In the past, concussion evaluation relied on generic grading systems that featured set timelines for returning an athlete to the game. The new protocol recommends immediately removing players with suspected concussions from the game for evaluation by a licensed health care provider trained in concussion diagnosis. Athletes should only return to play after they are medication-free and have recovered from all acute symptoms, such as headache, nausea, vertigo and disorientation.
Athletes of high school age and younger should be managed more conservatively, as evidence shows that they take longer to recover than college athletes
Kutcher and Giza spent thousands of hours tracking down and reviewing all available concussion research published through June 2012. They excluded studies that did not offer enough objective evidence on which to base recommendations, such as reports about individual patients or those grounded in expert opinion.

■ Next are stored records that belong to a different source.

//! Quality scoring and auto-expand window widening (spec §4.10 / C10).

mod config;
mod expand;
mod filter;
mod merge;
mod solid_hit;

pub use config::{QualityConfig, SolidHitWeights};
pub use expand::compute_expanded_window;
pub use filter::{has_tos_title, is_non_event_url};
pub use merge::merge_solid_candidates;
pub use solid_hit::{is_solid_hit, SolidHit};
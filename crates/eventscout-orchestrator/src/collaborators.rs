//! Narrow collaborator interfaces the orchestrator needs beyond the ones
//! already defined by the component crates it wires together.

use async_trait::async_trait;
use eventscout_core::{StageError, UserProfile};

/// Loads the industry/ICP/competitor terms used to steer query-building and
/// prioritisation (spec §3's `UserProfile`). A thin seam so callers can back
/// it with a database, a config file, or (in tests/demos) a fixed value.
#[async_trait]
pub trait UserProfileStore: Send + Sync {
    async fn load(&self) -> Result<UserProfile, StageError>;
}

/// A `UserProfileStore` that always returns the same profile, handed to it
/// at construction time.
pub struct StaticUserProfileStore {
    profile: UserProfile,
}

impl StaticUserProfileStore {
    pub fn new(profile: UserProfile) -> Self {
        Self { profile }
    }
}

#[async_trait]
impl UserProfileStore for StaticUserProfileStore {
    async fn load(&self) -> Result<UserProfile, StageError> {
        Ok(self.profile.clone())
    }
}

#[cfg(test)]
mod tests {
    use super::*;

    #[tokio::test]
    async fn static_store_returns_fixed_profile() {
        let profile = UserProfile { industry_terms: vec!["fintech".to_string()], ..Default::default() };
        let store = StaticUserProfileStore::new(profile.clone());
        let loaded = store.load().await.unwrap();
        assert_eq!(loaded.industry_terms, profile.industry_terms);
    }
}
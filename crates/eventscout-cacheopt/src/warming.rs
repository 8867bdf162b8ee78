//! Background cache warming: registered strategies generate keys, fetch
//! values, and populate a cache without ever blocking a user request (spec
//! §4.12).

use async_trait::async_trait;
use eventscout_core::StageError;
use std::sync::{Arc, Mutex};
use std::time::Duration;

/// A cache a warming strategy can populate.
pub trait WarmableCache: Send + Sync {
    fn warm(&self, key: String, value: String, ttl: Duration);
}

impl WarmableCache for eventscout_cache::BoundedCache<String, String> {
    fn warm(&self, key: String, value: String, ttl: Duration) {
        self.set(key, value, ttl);
    }
}

/// The collaborator that actually fetches a value for a warmed key (e.g. a
/// search call or an LLM analysis).
#[async_trait]
pub trait WarmingDataProvider: Send + Sync {
    async fn fetch(&self, key: &str) -> Result<String, StageError>;
}

pub struct WarmingStrategy {
    pub name: String,
    pub priority: i32,
    pub enabled: bool,
    pub ttl: Duration,
    pub query_generator: Box<dyn Fn() -> Vec<String> + Send + Sync>,
    pub data_provider: Arc<dyn WarmingDataProvider>,
    pub target: Arc<dyn WarmableCache>,
}

#[derive(Debug, Clone, Default)]
pub struct WarmingOutcome {
    pub attempted: usize,
    pub warmed: usize,
}

pub struct WarmingRegistry {
    strategies: Mutex<Vec<WarmingStrategy>>,
}

impl WarmingRegistry {
    pub fn new() -> Self {
        Self {
            strategies: Mutex::new(Vec::new()),
        }
    }

    pub fn register(&self, strategy: WarmingStrategy) {
        self.strategies.lock().unwrap_or_else(|e| e.into_inner()).push(strategy);
    }

    /// Runs one warming cycle: enabled strategies are visited highest
    /// priority first, each contributing keys up to `batch_size` in total,
    /// fetched with `per_key_timeout`. Failures are skipped, never fatal.
    pub async fn run_cycle(&self, batch_size: usize, per_key_timeout: Duration) -> WarmingOutcome {
        let ordered: Vec<(String, Vec<String>, Arc<dyn WarmingDataProvider>, Arc<dyn WarmableCache>, Duration)> = {
            let mut strategies: Vec<_> = self
                .strategies
                .lock()
                .unwrap_or_else(|e| e.into_inner())
                .iter()
                .filter(|s| s.enabled)
                .map(|s| (s.priority, s.name.clone(), (s.query_generator)(), Arc::clone(&s.data_provider), Arc::clone(&s.target), s.ttl))
                .collect();
            strategies.sort_by(|a, b| b.0.cmp(&a.0));
            strategies.into_iter().map(|(_, name, keys, provider, target, ttl)| (name, keys, provider, target, ttl)).collect()
        };

        let mut outcome = WarmingOutcome::default();
        'outer: for (_name, keys, provider, target, ttl) in ordered {
            for key in keys {
                if outcome.attempted >= batch_size {
                    break 'outer;
                }
                outcome.attempted += 1;
                let result = tokio::time::timeout(per_key_timeout, provider.fetch(&key)).await;
                if let Ok(Ok(value)) = result {
                    target.warm(key, value, ttl);
                    outcome.warmed += 1;
                }
            }
        }
        outcome
    }
}

impl Default for WarmingRegistry {
    fn default() -> Self {
        Self::new()
    }
}
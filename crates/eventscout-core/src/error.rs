//! Shared error taxonomy.
//!
//! Per spec §7, failures are recovered at the lowest stage that can preserve
//! meaning; this enum only covers the categories that are allowed to
//! surface past a stage boundary (transient I/O and invariant violations).
//! Catastrophic failures never reach a caller as an `Err` — see
//! `eventscout-orchestrator`.

use thiserror::Error;

/// Errors shared by every pipeline stage crate.
#[derive(Debug, Error, Clone)]
pub enum StageError {
    #[error("operation timed out after {0:?}")]
    Timeout(std::time::Duration),

    #[error("request was aborted")]
    Aborted,

    #[error("upstream returned HTTP {0}")]
    Http(u16),

    #[error("rate limit exceeded for provider {0}")]
    RateLimited(String),

    #[error("circuit breaker open for service {0}")]
    CircuitOpen(String),

    #[error("invalid input: {0}")]
    InvalidInput(String),

    #[error("unknown error: {0}")]
    Unknown(String),
}

impl StageError {
    /// Whether this failure counts as "transient" per spec §4.3: timeout,
    /// abort, HTTP >=500, or unknown. HTTP 4xx is a soft failure, not
    /// transient, and must not trip a circuit breaker or retry.
    pub fn is_transient(&self) -> bool {
        match self {
            StageError::Timeout(_) | StageError::Aborted | StageError::Unknown(_) => true,
            StageError::Http(code) => *code >= 500,
            StageError::RateLimited(_) | StageError::CircuitOpen(_) | StageError::InvalidInput(_) => {
                false
            }
        }
    }
}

Collaborating with experts in a broad range of specialties, the authors anonymously analyzed and graded the merit of each study's findings before developing their recommendations.
According to the newly issued guidelines:
- Suffering one or more concussions increases an athlete's risk for being diagnosed with another concussion.

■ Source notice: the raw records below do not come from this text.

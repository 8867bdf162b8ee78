//! Deep-crawl orchestration: main fetch, speaker sub-pages, metadata and
//! speaker extraction, confidence accumulation (spec §4.9).

use crate::config::ExtractorConfig;
use crate::discovery::discover_subpages;
use crate::metadata::{merge_metadata, rule_based_metadata, FromLlmJson, MetadataLlm, RawMetadata};
use crate::scraper::PageScraper;
use crate::speakers::extract_speakers;
use eventscout_core::{CandidateAnalysis, CandidateMetadata, DateRangeSource, EventCandidate, Source, StageError};
use eventscout_retry::{execute_with_retry, RetryConfig};

const SUBPAGE_SEPARATOR: &str = "\n\n--- SPEAKER PAGES ---\n\n";

pub struct Extractor<S: PageScraper, L: MetadataLlm> {
    config: ExtractorConfig,
    scraper: S,
    llm: Option<L>,
}

impl<S: PageScraper, L: MetadataLlm> Extractor<S, L> {
    pub fn new(config: ExtractorConfig, scraper: S, llm: Option<L>) -> Self {
        Self { config, scraper, llm }
    }

    /// Deep-crawls one URL into an [`EventCandidate`]. Per spec §4.9,
    /// extraction failures are the caller's to log and drop; this only
    /// returns `Err` for the main-page fetch, which the caller treats as
    /// "this URL produced nothing".
    pub async fn extract(&self, url: &str, source: Source, original_query: &str, country: Option<&str>) -> Result<EventCandidate, StageError> {
        let retry_config = RetryConfig::new("extractor-main").timeouts(self.config.main_page_timeouts.clone());
        let main_markdown = execute_with_retry(&retry_config, |_attempt| self.scraper.fetch_markdown(url)).await?;

        let subpage_urls = discover_subpages(url, &main_markdown);
        let mut subpages = Vec::new();
        for subpage_url in subpage_urls.into_iter().take(self.config.max_subpages) {
            let outcome = tokio::time::timeout(self.config.subpage_timeout, self.scraper.fetch_markdown(&subpage_url)).await;
            if let Ok(Ok(content)) = outcome {
                if content.chars().count() >= self.config.min_subpage_content_len {
                    subpages.push(content);
                }
            }
        }

        let combined = if subpages.is_empty() {
            main_markdown.clone()
        } else {
            format!("{main_markdown}{SUBPAGE_SEPARATOR}{}", subpages.join("\n\n---\n\n"))
        };

        let metadata = self.extract_metadata(&combined).await;
        let speakers = extract_speakers(&combined, self.config.max_speakers);

        let mut candidate = EventCandidate {
            url: url.to_string(),
            title: metadata.title.unwrap_or_default(),
            description: metadata.description.unwrap_or_default(),
            date: metadata.date.unwrap_or_default(),
            location: metadata.location.unwrap_or_default(),
            venue: metadata.venue.unwrap_or_default(),
            city: metadata.city.unwrap_or_default(),
            speakers,
            sponsors: Vec::new(),
            confidence: 0.0,
            source,
            date_range_source: DateRangeSource::Original,
            metadata: CandidateMetadata {
                original_query: original_query.to_string(),
                country: country.map(str::to_string),
                processing_time_ms: 0,
                stage_timings_ms: Default::default(),
                analysis: CandidateAnalysis {
                    organiser: metadata.organiser,
                    website: metadata.website,
                    registration_url: metadata.registration_url,
                    pages_crawled: 1 + subpages.len() as u32,
                    total_content_length: combined.chars().count(),
                },
            },
        };
        candidate.dedup_speakers();
        candidate.confidence = accumulate_confidence(&candidate);
        Ok(candidate)
    }

    async fn extract_metadata(&self, combined: &str) -> RawMetadata {
        let fallback = rule_based_metadata(combined);
        let Some(llm) = &self.llm else {
            return fallback;
        };
        match llm.complete(combined).await {
            Ok(raw) => match RawMetadata::from_llm_json(&raw) {
                Ok(parsed) => merge_metadata(parsed, fallback),
                Err(_) => fallback,
            },
            Err(_) => fallback,
        }
    }
}

/// Confidence starts at 0.3 and accumulates per present field, clamped to
/// 1.0 (spec §4.9 step 7).
fn accumulate_confidence(candidate: &EventCandidate) -> f64 {
    let mut confidence = 0.3;
    if !candidate.title.is_empty() {
        confidence += 0.2;
    }
    if !candidate.description.is_empty() {
        confidence += 0.2;
    }
    if !candidate.date.is_empty() {
        confidence += 0.1;
    }
    if !candidate.location.is_empty() || !candidate.venue.is_empty() || !candidate.city.is_empty() {
        confidence += 0.1;
    }
    if !candidate.speakers.is_empty() {
        confidence += 0.1;
    }
    confidence.clamp(0.0, 1.0)
}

- Athletes are at the greatest risk of being diagnosed with another concussion in the first 10 days after a brain injury.

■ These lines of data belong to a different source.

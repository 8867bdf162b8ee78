//! Extractor tuning knobs (spec §4.9).

use eventscout_retry::TimeoutSchedule;
use std::time::Duration;

#[derive(Debug, Clone)]
pub struct ExtractorConfig {
    pub max_speakers: usize,
    pub max_subpages: usize,
    pub min_subpage_content_len: usize,
    pub main_page_timeouts: TimeoutSchedule,
    pub subpage_timeout: Duration,
}

impl Default for ExtractorConfig {
    fn default() -> Self {
        Self {
            max_speakers: 30,
            max_subpages: 3,
            min_subpage_content_len: 100,
            main_page_timeouts: TimeoutSchedule::fixed(Duration::from_secs(40)),
            subpage_timeout: Duration::from_secs(15),
        }
    }
}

- Of the sports evaluated in the studies, the risk of male concussion is greatest in football and rugby, followed by hockey and soccer. The risk of concussion for young women and girls is greatest in soccer and basketball.
- No clear evidence suggests that one type of football helmet offers the best protection against concussion. Helmets should fit properly and be well maintained.
- Licensed health professionals trained in treating concussions should examine the athlete for ongoing symptoms (especially headache and fogginess), a history of concussions and younger age. Each factor has been linked to a longer recovery time.
- Risk factors associated with chronic neurobehavioral impairment in professional athletes include prior concussion, longer exposure to the sport and carrying the ApoE4 gene.
- Concussion is a clinical diagnosis. Symptom checklists, the Standardized Assessment of Concussion, neuropsychological testing (paper-and-pencil and computerized) and the Balance Error Scoring System may be helpful in diagnosing and managing concussions but should not be used alone for making a diagnosis.
Signs and symptoms of a concussion include:
- Headache and sensitivity to light and sound.
- Changes in reaction time, balance and coordination.
- Changes in memory, judgment, speech and sleep.
- Loss of consciousness or a "blackout" (happens in less than 10 percent of cases).